Friday, March 27, AD 2020 6:46am

“They are laying the ground work for a dark horse candidate like Governor Cuomo to come riding to the rescue.”

That much is obvious. In just the last couple days, there has been buzz everywhere lifting up Cuomo as the knight in shining armor. I’m shocked this Biden scandal floated so early, however, because it’s still a long road from actually and officially pushing Cuomo to the head of the class and ditching Biden.

David Spaulding
David Spaulding
Friday, March 27, AD 2020 7:08am

You raise a fair question about why this is getting play now. Some media outlets are mere poitburo propaganda outlets. It is possible that the weight of the perversion is sufficiently great that it simply can’t be hidden.

There are some other weird things happening too, most notably is that Cuomo is speaking in lock-step with the Administration and commending Trump’s team for their support for New York. That is a 180 so something changed.

Sanders is not getting any play at all and that is hardly surprising, both because he has nothing to say and because the DNC needs his candidacy to be over but no one other than Biden has any play either. Could it be that the media is so myopic that it simply can’t handle more than one big story at a time?

Tom Byrne
Tom Byrne
Friday, March 27, AD 2020 7:35am

To borrow an overused expression: what has happened to the supply chains of presidential candidates in both parties? I recall from my youth (beginning with the 1968 elections) a different situation: each party had at least a modest stable of governors and senators, with the odd congressman tossed in, of candidates who were at least plausible and free of obvious flaws and averaging in their 50s or early 60s. Now it’s a bunch aging dinosaurs and young nobodies: like a rock concert on a cruise ship. What’s happened to the middle?

Nate Winchester
Nate Winchester
Friday, March 27, AD 2020 8:19am

I was about to protest the article using “digitally” twice but then I looked it up and apparently it can also mean “in reference to the fingers” instead of just the internet.

Imagine my immense confusion the first time. lol

Nate Winchester
Nate Winchester
Friday, March 27, AD 2020 8:23am

It’s a testament to the problems in the political culture generally that they’ve not been severely punished for putting their worst foot forward time and again.

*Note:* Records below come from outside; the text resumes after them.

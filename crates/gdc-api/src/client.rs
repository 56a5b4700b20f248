// Copyright (c) 2025 Geoffrey Huntley <ghuntley@ghuntley.com>. All rights reserved.
// SPDX-License-Identifier: Proprietary

//! Session manager and authenticated request pipeline.

use std::borrow::Cow;
use std::sync::{Arc, Mutex};
use std::time::Duration;

use futures::future::{BoxFuture, FutureExt, Shared};
use gdc_common_secret::SecretString;
use http::header::COOKIE;
use http::{HeaderMap, HeaderValue, Method};
use serde_json::{json, Map, Value};
use tracing::{debug, info, warn};

use crate::config::ApiConfig;
use crate::cookies::{self, SST_COOKIE, TT_COOKIE};
use crate::error::{ApiError, Result};
use crate::resource::User;
use crate::session::TokenStore;
use crate::transport::{HttpTransport, Transport, TransportRequest};

/// Login endpoint. A POST here hands out the SST.
pub const LOGIN_URI: &str = "/gdc/account/login";
/// Token-refresh endpoint. A GET here hands out a fresh TT.
pub const TOKEN_URI: &str = "/gdc/account/token";

/// Options for [`GdcClient::request`].
#[derive(Debug, Clone, Default)]
pub struct RequestOptions {
	/// HTTP method, GET unless set.
	pub method: Method,
	/// JSON body.
	pub body: Option<Value>,
	pub query: Vec<(String, String)>,
	/// Extra request headers.
	pub headers: HeaderMap,
	/// Surface a 401 as an error instead of renewing the token.
	pub fail_on_401: bool,
}

impl RequestOptions {
	pub fn get() -> Self {
		Self::default()
	}

	pub fn post(body: Value) -> Self {
		Self {
			method: Method::POST,
			body: Some(body),
			..Self::default()
		}
	}

	pub fn put(body: Value) -> Self {
		Self {
			method: Method::PUT,
			body: Some(body),
			..Self::default()
		}
	}

	pub fn delete() -> Self {
		Self {
			method: Method::DELETE,
			..Self::default()
		}
	}

	pub fn query(mut self, key: impl Into<String>, value: impl Into<String>) -> Self {
		self.query.push((key.into(), value.into()));
		self
	}

	pub fn fail_on_401(mut self) -> Self {
		self.fail_on_401 = true;
		self
	}
}

/// Final, non-202 response of a successful pipeline run.
#[derive(Debug, Clone)]
pub struct ApiResponse {
	pub status: u16,
	pub headers: HeaderMap,
	/// Parsed body. Non-JSON bodies parse to an empty object.
	pub data: Value,
}

/// Builder for constructing a [`GdcClient`].
pub struct GdcClientBuilder {
	config: ApiConfig,
	transport: Option<Arc<dyn Transport>>,
}

impl GdcClientBuilder {
	/// Creates a builder for `hostname` with default settings.
	pub fn new(hostname: impl Into<String>) -> Self {
		Self::from_config(ApiConfig::new(hostname))
	}

	/// Starts from an existing configuration.
	pub fn from_config(config: ApiConfig) -> Self {
		Self {
			config,
			transport: None,
		}
	}

	pub fn port(mut self, port: u16) -> Self {
		self.config.port = port;
		self
	}

	/// Sets the organization domain, needed to register users.
	pub fn domain(mut self, domain: impl Into<String>) -> Self {
		self.config.domain = Some(domain.into());
		self
	}

	/// Sets the delay between poll requests for asynchronous tasks.
	pub fn poll_interval(mut self, interval: Duration) -> Self {
		self.config.poll_interval = interval;
		self
	}

	/// Emits a `debug!` event for every request and response.
	pub fn debug(mut self, debug: bool) -> Self {
		self.config.debug = debug;
		self
	}

	pub fn request_timeout(mut self, timeout: Duration) -> Self {
		self.config.request_timeout = timeout;
		self
	}

	pub fn tls(mut self, tls: bool) -> Self {
		self.config.tls = tls;
		self
	}

	pub fn accept_invalid_certs(mut self, accept: bool) -> Self {
		self.config.accept_invalid_certs = accept;
		self
	}

	/// Replaces the default reqwest transport.
	pub fn transport(mut self, transport: Arc<dyn Transport>) -> Self {
		self.transport = Some(transport);
		self
	}

	/// Validates the configuration and builds the client.
	pub fn build(self) -> Result<GdcClient> {
		self.config.validate()?;

		let transport: Arc<dyn Transport> = match self.transport {
			Some(transport) => transport,
			None => Arc::new(HttpTransport::new(&self.config)?),
		};

		info!(
			hostname = %self.config.hostname,
			port = self.config.port,
			sdk_name = gdc_common_version::SDK_NAME,
			sdk_version = %gdc_common_version::sdk_version(),
			"GDC client initialized"
		);

		Ok(GdcClient {
			inner: Arc::new(ClientInner {
				config: self.config,
				transport,
				tokens: Arc::new(TokenStore::new()),
				renewal: Mutex::new(RenewalSlot::default()),
			}),
		})
	}
}

type RenewalFuture = Shared<BoxFuture<'static, Result<()>>>;

#[derive(Default)]
struct RenewalSlot {
	next_id: u64,
	pending: Option<(u64, RenewalFuture)>,
}

struct ClientInner {
	config: ApiConfig,
	transport: Arc<dyn Transport>,
	tokens: Arc<TokenStore>,
	renewal: Mutex<RenewalSlot>,
}

/// Client for the analytics platform REST API.
///
/// Owns the SST/TT token pair and runs every call through the
/// authenticated request pipeline: a 401 triggers one shared token renewal
/// followed by a single retry, 202 responses are polled until the task
/// finishes, and error bodies are turned into [`ApiError`]s.
///
/// # Example
///
/// ```ignore
/// use gdc_api::{Chained, GdcClient};
///
/// let client = GdcClient::builder("secure.gooddata.com").build()?;
/// let user = client.login("user@example.com", "secret").wait().await?;
///
/// for project in user.projects().await? {
///     println!("{}", project.title().unwrap_or_default());
/// }
/// ```
#[derive(Clone)]
pub struct GdcClient {
	inner: Arc<ClientInner>,
}

impl std::fmt::Debug for GdcClient {
	fn fmt(&self, f: &mut std::fmt::Formatter<'_>) -> std::fmt::Result {
		f.debug_struct("GdcClient")
			.field("config", &self.inner.config)
			.field("tokens", &self.inner.tokens)
			.finish_non_exhaustive()
	}
}

impl GdcClient {
	/// Creates a new builder for `hostname`.
	pub fn builder(hostname: impl Into<String>) -> GdcClientBuilder {
		GdcClientBuilder::new(hostname)
	}

	/// Builds a client from `domain@host:port` and its shorter forms.
	pub fn from_connection_string(connection: &str) -> Result<Self> {
		GdcClientBuilder::from_config(connection.parse()?).build()
	}

	pub fn config(&self) -> &ApiConfig {
		&self.inner.config
	}

	pub fn domain(&self) -> Option<&str> {
		self.inner.config.domain.as_deref()
	}

	/// True while an SST is held.
	pub fn is_logged_in(&self) -> bool {
		self.inner.tokens.is_logged_in()
	}

	/// Server id of the most recent request, for support tickets.
	pub fn last_request_id(&self) -> Option<String> {
		self.inner.transport.last_request_id()
	}

	/// A fresh, empty user bound to this client.
	pub fn user(&self) -> User {
		User::new(self.clone())
	}

	/// Logs in and loads the account into the returned user.
	pub fn login(&self, username: impl Into<String>, password: impl Into<SecretString>) -> User {
		let user = self.user();
		user.login(username, password);
		user
	}

	/// Registers a new account in the configured domain.
	pub fn register(
		&self,
		username: impl Into<String>,
		password: impl Into<SecretString>,
		first_name: Option<String>,
		last_name: Option<String>,
	) -> User {
		let user = self.user();
		user.register(username, password, first_name, last_name);
		user
	}

	/// Sends the login request, stores the SST and returns the profile URI.
	pub async fn authenticate(&self, username: &str, password: &SecretString) -> Result<String> {
		let body = json!({
			"postUserLogin": {
				"login": username,
				"password": password.expose(),
				"captcha": "",
				"remember": "0",
				"verifyCaptcha": "",
			}
		});

		let response = self
			.execute(LOGIN_URI, RequestOptions::post(body))
			.await
			.map_err(|e| match e {
				ApiError::Server { message, .. } => ApiError::Authentication(message),
				ApiError::Http { status } => {
					ApiError::Authentication(format!("HTTP Error {status}"))
				}
				other => other,
			})?;

		let sst = cookies::extract(&response.headers, SST_COOKIE).ok_or_else(|| {
			ApiError::Authentication(format!("{SST_COOKIE} not found in response headers"))
		})?;
		self.inner.tokens.set_sst(Some(SecretString::new(sst)));

		info!(username = %username, "Logged in");

		response
			.data
			.pointer("/userLogin/profile")
			.and_then(Value::as_str)
			.map(str::to_string)
			.ok_or_else(|| {
				ApiError::UnexpectedResponse("login response lacks userLogin.profile".to_string())
			})
	}

	/// Deletes the server-side login belonging to `profile_uri` and drops both
	/// tokens. Tokens are dropped even when the server call fails.
	pub async fn end_session(&self, profile_uri: &str) -> Result<()> {
		let login_uri = profile_uri.replacen("/profile", "/login", 1);
		let result = self.request(&login_uri, RequestOptions::delete()).await;
		self.clear_session();
		info!("Logged out");
		result.map(|_| ())
	}

	/// Drops both tokens without contacting the server.
	pub fn clear_session(&self) {
		self.inner.tokens.clear();
	}

	pub async fn get(&self, uri: &str) -> Result<Value> {
		self.request(uri, RequestOptions::get()).await
	}

	pub async fn post(&self, uri: &str, body: Value) -> Result<Value> {
		self.request(uri, RequestOptions::post(body)).await
	}

	pub async fn put(&self, uri: &str, body: Value) -> Result<Value> {
		self.request(uri, RequestOptions::put(body)).await
	}

	pub async fn delete(&self, uri: &str) -> Result<Value> {
		self.request(uri, RequestOptions::delete()).await
	}

	/// Runs `uri` through the pipeline and returns the parsed body.
	pub async fn request(&self, uri: &str, options: RequestOptions) -> Result<Value> {
		self.execute(uri, options).await.map(|response| response.data)
	}

	/// Runs `uri` through the pipeline and returns the full final response.
	pub async fn execute(&self, uri: &str, options: RequestOptions) -> Result<ApiResponse> {
		let RequestOptions {
			mut method,
			body,
			query,
			headers,
			fail_on_401,
		} = options;

		let mut uri = uri.to_string();
		let mut body = body.map(|b| serde_json::to_string(&b)).transpose()?;
		let mut renewed = false;

		loop {
			let path = endpoint_path(&uri);
			let is_login = path == LOGIN_URI;
			let is_token = path == TOKEN_URI;

			if is_login && method == Method::POST {
				self.inner.tokens.clear_tt();
			}

			let snapshot = self.inner.tokens.snapshot();
			let mut request_headers = headers.clone();
			if let Some(cookie) = &snapshot.cookie {
				request_headers.insert(COOKIE, cookie_header(cookie)?);
			}

			if self.inner.config.debug {
				debug!(method = %method, path = %uri, "http request");
			}

			let response = self
				.inner
				.transport
				.send(TransportRequest {
					method: method.clone(),
					path: uri.clone(),
					headers: request_headers,
					body: body.clone(),
					query: query.clone(),
				})
				.await?;
			let status = response.status;

			if self.inner.config.debug {
				debug!(method = %method, path = %uri, status, "http response");
			}

			if status == 401 && !renewed && !fail_on_401 && !is_login && !is_token {
				self.renew_after(snapshot.generation).await?;
				renewed = true;
				continue;
			}

			if status >= 400 {
				return Err(extract_error(status, &response.body, is_login));
			}

			let data = parse_body(&response.body);

			if status == 202 {
				if let Some(poll) = data.pointer("/asyncTask/link/poll").and_then(Value::as_str) {
					uri = poll.to_string();
				}
				method = Method::GET;
				body = None;
				renewed = false;
				tokio::time::sleep(self.inner.config.poll_interval).await;
				continue;
			}

			return Ok(ApiResponse {
				status,
				headers: response.headers,
				data,
			});
		}
	}

	/// Waits for a TT newer than `generation`, starting a renewal only when
	/// none is in flight and nobody renewed since the request was sent.
	async fn renew_after(&self, generation: u64) -> Result<()> {
		let (id, renewal) = {
			let mut slot = self
				.inner
				.renewal
				.lock()
				.unwrap_or_else(|e| e.into_inner());

			if self.inner.tokens.generation() != generation {
				return Ok(());
			}

			match &slot.pending {
				Some((id, renewal)) => (*id, renewal.clone()),
				None => {
					let id = slot.next_id;
					slot.next_id += 1;
					let renewal = renew_token(
						Arc::clone(&self.inner.transport),
						Arc::clone(&self.inner.tokens),
						self.inner.config.debug,
					)
					.boxed()
					.shared();
					slot.pending = Some((id, renewal.clone()));
					(id, renewal)
				}
			}
		};

		let result = renewal.await;

		let mut slot = self
			.inner
			.renewal
			.lock()
			.unwrap_or_else(|e| e.into_inner());
		if matches!(&slot.pending, Some((current, _)) if *current == id) {
			slot.pending = None;
		}

		result
	}
}

/// GETs the token endpoint once and stores the TT it hands out.
async fn renew_token(
	transport: Arc<dyn Transport>,
	tokens: Arc<TokenStore>,
	debug_enabled: bool,
) -> Result<()> {
	let mut request = TransportRequest::new(Method::GET, TOKEN_URI);
	if let Some(cookie) = tokens.snapshot().cookie {
		request.headers.insert(COOKIE, cookie_header(&cookie)?);
	}

	if debug_enabled {
		debug!(method = "GET", path = TOKEN_URI, "http request");
	}

	let response = transport.send(request).await?;

	if debug_enabled {
		debug!(method = "GET", path = TOKEN_URI, status = response.status, "http response");
	}

	if response.status >= 400 {
		warn!(status = response.status, "Token renewal rejected");
		return Err(ApiError::TokenRenewal(format!(
			"HTTP Error {}",
			response.status
		)));
	}

	match cookies::extract(&response.headers, TT_COOKIE) {
		Some(tt) => {
			tokens.set_tt(SecretString::new(tt));
			info!("Temporary token renewed");
			Ok(())
		}
		None => {
			warn!("Token renewal response carried no temporary token");
			Err(ApiError::TokenRenewal(format!(
				"{TT_COOKIE} not found in response headers"
			)))
		}
	}
}

fn cookie_header(cookie: &str) -> Result<HeaderValue> {
	HeaderValue::from_str(cookie)
		.map_err(|_| ApiError::InvalidArgument("token contains invalid header characters".to_string()))
}

/// Path part of `uri` without scheme, host or query, always rooted at `/`
/// so relative paths the transport accepts compare equal to the endpoints.
fn endpoint_path(uri: &str) -> Cow<'_, str> {
	let path = match uri.split_once("://") {
		Some((_, rest)) => rest.find('/').map_or("/", |i| &rest[i..]),
		None => uri,
	};
	let path = path.split(['?', '#']).next().unwrap_or(path);
	if path.starts_with('/') {
		Cow::Borrowed(path)
	} else {
		Cow::Owned(format!("/{path}"))
	}
}

fn parse_body(body: &str) -> Value {
	serde_json::from_str(body).unwrap_or_else(|_| Value::Object(Map::new()))
}

/// Maps an error status and body to [`ApiError::Server`] or [`ApiError::Http`].
fn extract_error(status: u16, body: &str, is_login: bool) -> ApiError {
	let data = parse_body(body);
	let error = if is_login && data.get("message").is_some() {
		Some(&data)
	} else {
		data.get("error")
	};

	let template = error
		.and_then(|e| e.get("message"))
		.and_then(Value::as_str);

	match template {
		Some(template) => {
			let parameters = error
				.and_then(|e| e.get("parameters"))
				.and_then(Value::as_array)
				.map(Vec::as_slice)
				.unwrap_or_default();
			ApiError::Server {
				status,
				message: format_message(template, parameters),
			}
		}
		None => ApiError::Http { status },
	}
}

/// Substitutes `%s` placeholders in order. Placeholders without a matching
/// parameter are left as they are.
pub fn format_message(template: &str, parameters: &[Value]) -> String {
	let mut parameters = parameters.iter();
	let mut pieces = template.split("%s");
	let mut message = pieces.next().unwrap_or_default().to_string();

	for piece in pieces {
		match parameters.next() {
			Some(Value::String(s)) => message.push_str(s),
			Some(other) => message.push_str(&other.to_string()),
			None => message.push_str("%s"),
		}
		message.push_str(piece);
	}

	message
}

Nah it’s a testament to just how much of a benefit they get from the media’s constant interference running for the party. 😉

John F. Kennedy
John F. Kennedy
Friday, March 27, AD 2020 8:55am

“they choose the least scrupulous and most oleagenous of the lot.” Yeah and he was elected President and the Democratic / media darling well into mid Obama era.

Ernst Schreiber
Ernst Schreiber
Friday, March 27, AD 2020 10:21am

If it’s not on CNN/MSNBC/NBC/ABC/CBS (and I don’t mean the news with the three majors, I mean the late shows), then it’s not on the radar of the typical Democrat voter.

Even if we’re aware of it.

Anzlyne
Anzlyne
Saturday, March 28, AD 2020 5:46pm

I think you are right about the influence of the late shows.
I don’t know how they can be combatted.